Во дворе мастерской стояла измятая машина. Саня сразу ее узнал.
Тот самый злополучный БМВ, из-за которого началась канитель с долгом и бандитами.
Витя выскочил на улицу, уже переодевшись в полосатый тельник, и с размаху швырнул платье в урну.
– Извините… – Саня решил, что нет в мире лучше идеи, чем обратиться к Вите.
– Че тебе?
– Может, я могу что-то сделать? Хочу свой косяк перед дядей Аликом отработать.
– Тебе надо, ты и отрабатывай. – Витя отвернулся и собрался возвращаться в ангар.
– Ну пожалуйста, я все что угодно сделаю.
Витя прищурился. Один наряд ему точно необходимо на кого-нибудь спихнуть.
– Слушай. Видишь – «шишига» стоит?
– Че? – удивился Саня.
– Через плечо! ГАЗ-66. Там ящики с тушенкой. Нужно разгрузить. Нам к вечеру грузовик пустой требуется. Позарез.
– Хорошо! Сделаю. – Саня улыбнулся.
– И че смотришь? ГАЗ – там!
– Спасибо! – Саня побежал к припаркованному у труб зеленому армейскому ГАЗу, забитому доверху коробками с изображением красного креста.
Витя усмехнулся:
– Да не за что!
В институте, пока уборщицы надраивали полы, Федор надеялся отловить декана, Юрия Полиэктовича, и расспросить о своей рукописи.
Разыскивая его, Федор зашел в мужской туалет.

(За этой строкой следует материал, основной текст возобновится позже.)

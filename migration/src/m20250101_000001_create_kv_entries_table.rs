use sea_orm_migration::prelude::*;

#[derive(DeriveMigrationName)]
pub struct Migration;

#[async_trait::async_trait]
impl MigrationTrait for Migration {
    async fn up(&self, manager: &SchemaManager) -> Result<(), DbErr> {
        manager.create_table(
            Table::create()
                .table(KvEntries::Table)
                .if_not_exists()
                .col(ColumnDef::new(KvEntries::Key).string().not_null().primary_key())
                .col(ColumnDef::new(KvEntries::Value).text().not_null())
                .col(ColumnDef::new(KvEntries::UpdatedAt).timestamp_with_time_zone().not_null())
                .to_owned()
        ).await
    }

    async fn down(&self, manager: &SchemaManager) -> Result<(), DbErr> {
        manager.drop_table(Table::drop().table(KvEntries::Table).to_owned()).await
    }
}

#[derive(Iden)]
enum KvEntries {
    Table,
    Key,
    Value,
    UpdatedAt,
}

Под дверцей кабинки виднелись отполированные ботинки.
Федор распахнул кабинку.
– Дверь закрой! – воскликнул декан.
– Хорошие новости! – радостно сообщил Федор, не обращая внимания на абсурд ситуации. В своей красной вязаной жилетке и белой рубашке он смахивал на береговой столб. – Пятая и шестая главы моего романа готовы! Помните, я давал вам почитать?
– Не помню, – нахмурился Юрий Полиэктович и поправил штаны.
Федор протянул папку Юрию Полиэктовичу и проговорил заискивающим голосом:
– А вы можете показать вашему знакомому издателю? Очень уж деньги нужны. Там такая живая история. Я бы с аванса вас отблагодарил.
Юрий Полиэктович застегнул ширинку и брезгливо поднял ладони:
– Я руки помыть.
– Ничего. Я еще раз напечатаю.
Юрий Полиэктович понял, что просто и деликатно улизнуть отсюда не получится.
– Федя, мне не нужен опус про Ивана Сергеевича. Тебе понятно или нет?!
– Все-таки прочитали. Как вам? – с затаенной надеждой спросил Федор.
– Честно?
– Да.
Юрий Полиэктович молча выудил стопку листов, а затем демонстративно запихнул их в фанерный лоток, куда складывали газеты и прочую замену туалетной бумаги.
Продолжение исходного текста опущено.